== Directions for this task ==
What is needed here is an exact reprint of every record below.

[Data items]
BEGIN

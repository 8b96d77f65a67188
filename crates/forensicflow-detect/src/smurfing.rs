//! Smurfing (fan-in / fan-out) detection.

use crate::messages::{DetectionInput, SmurfingOutput};
use crate::types::{SmurfingPattern, SmurfingType};
use async_trait::async_trait;
use forensicflow_core::config::SmurfingConfig;
use forensicflow_core::error::{FlowError, Result};
use forensicflow_core::traits::BatchKernel;
use forensicflow_core::{domain::Domain, kernel::KernelMetadata, traits::AnalysisKernel};
use forensicflow_graph::graph::TransactionGraph;
use forensicflow_graph::types::{AccountIdx, Edge};
use std::time::Instant;
use tracing::debug;

/// Largest share of `timestamps_ms` that falls inside any window of
/// `window_ms`. Fewer than two events yield 0.
pub fn temporal_density(timestamps_ms: &[i64], window_ms: i64) -> f64 {
    if timestamps_ms.len() < 2 {
        return 0.0;
    }
    let mut sorted = timestamps_ms.to_vec();
    sorted.sort_unstable();

    let mut best = 0usize;
    let mut lo = 0usize;
    for hi in 0..sorted.len() {
        while sorted[hi] - sorted[lo] > window_ms {
            lo += 1;
        }
        best = best.max(hi - lo + 1);
    }
    best as f64 / sorted.len() as f64
}

/// Smurfing detection kernel.
///
/// Flags accounts that concentrate transfers from (fan-in) or to (fan-out)
/// many distinct counterparties.
#[derive(Debug, Clone)]
pub struct SmurfingDetector {
    metadata: KernelMetadata,
    config: SmurfingConfig,
}

impl Default for SmurfingDetector {
    fn default() -> Self {
        Self::new()
    }
}

impl SmurfingDetector {
    /// Create a new smurfing detector with default thresholds.
    #[must_use]
    pub fn new() -> Self {
        Self::with_config(SmurfingConfig::default())
    }

    /// Create a smurfing detector with the given thresholds.
    #[must_use]
    pub fn with_config(config: SmurfingConfig) -> Self {
        Self {
            metadata: KernelMetadata::batch("detect/smurfing", Domain::PatternDetection)
                .with_description("Fan-in / fan-out concentration with temporal density")
                .with_throughput(500_000)
                .with_latency_us(200.0),
            config,
        }
    }

    /// Active configuration.
    pub fn config(&self) -> &SmurfingConfig {
        &self.config
    }

    fn check(
        graph: &TransactionGraph,
        center: AccountIdx,
        edges: &[Edge],
        pattern_type: SmurfingType,
        config: &SmurfingConfig,
    ) -> Option<SmurfingPattern> {
        let connected = match pattern_type {
            SmurfingType::FanIn => graph.predecessors(center),
            SmurfingType::FanOut => graph.successors(center),
        };
        if connected.len() < config.min_unique_counterparties {
            return None;
        }

        let timestamps: Vec<i64> = edges.iter().map(|e| e.timestamp_ms).collect();
        let density = temporal_density(&timestamps, config.window_ms());
        if density <= config.min_temporal_density {
            return None;
        }

        Some(SmurfingPattern {
            pattern_type,
            center: graph.account_id(center).to_string(),
            connected: connected
                .into_iter()
                .map(|idx| graph.account_id(idx).to_string())
                .collect(),
            temporal_score: density,
            total_amount: edges.iter().map(|e| e.amount).sum(),
            transaction_count: edges.len(),
        })
    }

    /// Detect fan-in and fan-out patterns in account-list order.
    pub fn compute(graph: &TransactionGraph, config: &SmurfingConfig) -> Vec<SmurfingPattern> {
        let mut patterns = Vec::new();
        for (idx, _, stats) in graph.iter() {
            if stats.in_degree >= config.min_degree {
                if let Some(p) =
                    Self::check(graph, idx, graph.incoming(idx), SmurfingType::FanIn, config)
                {
                    patterns.push(p);
                }
            }
            if stats.out_degree >= config.min_degree {
                if let Some(p) =
                    Self::check(graph, idx, graph.outgoing(idx), SmurfingType::FanOut, config)
                {
                    patterns.push(p);
                }
            }
        }
        debug!(patterns = patterns.len(), "smurfing detection finished");
        patterns
    }
}

impl AnalysisKernel for SmurfingDetector {
    fn metadata(&self) -> &KernelMetadata {
        &self.metadata
    }

    fn validate(&self) -> Result<()> {
        if self.config.min_degree == 0 || self.config.min_unique_counterparties == 0 {
            return Err(FlowError::config("smurfing thresholds must be positive"));
        }
        if self.config.window_hours == 0 {
            return Err(FlowError::config("smurfing.window_hours must be positive"));
        }
        Ok(())
    }
}

#[async_trait]
impl BatchKernel<DetectionInput, SmurfingOutput> for SmurfingDetector {
    async fn execute(&self, input: DetectionInput) -> Result<SmurfingOutput> {
        self.validate()?;
        let start = Instant::now();
        let patterns = Self::compute(&input.graph, &self.config);
        Ok(SmurfingOutput {
            patterns,
            compute_time_us: start.elapsed().as_micros() as u64,
        })
    }
}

END

== Answer for this exercise ==
repository 8b96d77f65a67188
filename crates/forensicflow-detect/src/smurfing.rs
//! Smurfing (fan-in / fan-out) detection.

use crate::messages::{DetectionInput, SmurfingOutput};
use crate::types::{SmurfingPattern, SmurfingType};
use async_trait::async_trait;
use forensicflow_core::config::SmurfingConfig;
use forensicflow_core::error::{FlowError, Result};
use forensicflow_core::traits::BatchKernel;
use forensicflow_core::{domain::Domain, kernel::KernelMetadata, traits::AnalysisKernel};
use forensicflow_graph::graph::TransactionGraph;
use forensicflow_graph::types::{AccountIdx, Edge};
use std::time::Instant;
use tracing::debug;

/// Largest share of `timestamps_ms` that falls inside any window of
/// `window_ms`. Fewer than two events yield 0.
pub fn temporal_density(timestamps_ms: &[i64], window_ms: i64) -> f64 {
    if timestamps_ms.len() < 2 {
        return 0.0;
    }
    let mut sorted = timestamps_ms.to_vec();
    sorted.sort_unstable();

    let mut best = 0usize;
    let mut lo = 0usize;
    for hi in 0..sorted.len() {
        while sorted[hi] - sorted[lo] > window_ms {
            lo += 1;
        }
        best = best.max(hi - lo + 1);
    }
    best as f64 / sorted.len() as f64
}

/// Smurfing detection kernel.
///
/// Flags accounts that concentrate transfers from (fan-in) or to (fan-out)
/// many distinct counterparties.
#[derive(Debug, Clone)]
pub struct SmurfingDetector {
    metadata: KernelMetadata,
    config: SmurfingConfig,
}

impl Default for SmurfingDetector {
    fn default() -> Self {
        Self::new()
    }
}

impl SmurfingDetector {
    /// Create a new smurfing detector with default thresholds.
    #[must_use]
    pub fn new() -> Self {
        Self::with_config(SmurfingConfig::default())
    }

    /// Create a smurfing detector with the given thresholds.
    #[must_use]
    pub fn with_config(config: SmurfingConfig) -> Self {
        Self {
            metadata: KernelMetadata::batch("detect/smurfing", Domain::PatternDetection)
                .with_description("Fan-in / fan-out concentration with temporal density")
                .with_throughput(500_000)
                .with_latency_us(200.0),
            config,
        }
    }

    /// Active configuration.
    pub fn config(&self) -> &SmurfingConfig {
        &self.config
    }

    fn check(
        graph: &TransactionGraph,
        center: AccountIdx,
        edges: &[Edge],
        pattern_type: SmurfingType,
        config: &SmurfingConfig,
    ) -> Option<SmurfingPattern> {
        let connected = match pattern_type {
            SmurfingType::FanIn => graph.predecessors(center),
            SmurfingType::FanOut => graph.successors(center),
        };
        if connected.len() < config.min_unique_counterparties {
            return None;
        }

        let timestamps: Vec<i64> = edges.iter().map(|e| e.timestamp_ms).collect();
        let density = temporal_density(&timestamps, config.window_ms());
        if density <= config.min_temporal_density {
            return None;
        }

        Some(SmurfingPattern {
            pattern_type,
            center: graph.account_id(center).to_string(),
            connected: connected
                .into_iter()
                .map(|idx| graph.account_id(idx).to_string())
                .collect(),
            temporal_score: density,
            total_amount: edges.iter().map(|e| e.amount).sum(),
            transaction_count: edges.len(),
        })
    }

    /// Detect fan-in and fan-out patterns in account-list order.
    pub fn compute(graph: &TransactionGraph, config: &SmurfingConfig) -> Vec<SmurfingPattern> {
        let mut patterns = Vec::new();
        for (idx, _, stats) in graph.iter() {
            if stats.in_degree >= config.min_degree {
                if let Some(p) =
                    Self::check(graph, idx, graph.incoming(idx), SmurfingType::FanIn, config)
                {
                    patterns.push(p);
                }
            }
            if stats.out_degree >= config.min_degree {
                if let Some(p) =
                    Self::check(graph, idx, graph.outgoing(idx), SmurfingType::FanOut, config)
                {
                    patterns.push(p);
                }
            }
        }
        debug!(patterns = patterns.len(), "smurfing detection finished");
        patterns
    }
}

impl AnalysisKernel for SmurfingDetector {
    fn metadata(&self) -> &KernelMetadata {
        &self.metadata
    }

    fn validate(&self) -> Result<()> {
        if self.config.min_degree == 0 || self.config.min_unique_counterparties == 0 {
            return Err(FlowError::config("smurfing thresholds must be positive"));
        }
        if self.config.window_hours == 0 {
            return Err(FlowError::config("smurfing.window_hours must be positive"));
        }
        Ok(())
    }
}

#[async_trait]
impl BatchKernel<DetectionInput, SmurfingOutput> for SmurfingDetector {
    async fn execute(&self, input: DetectionInput) -> Result<SmurfingOutput> {
        self.validate()?;
        let start = Instant::now();
        let patterns = Self::compute(&input.graph, &self.config);
        Ok(SmurfingOutput {
            patterns,
            compute_time_us: start.elapsed().as_micros() as u64,
        })
    }
}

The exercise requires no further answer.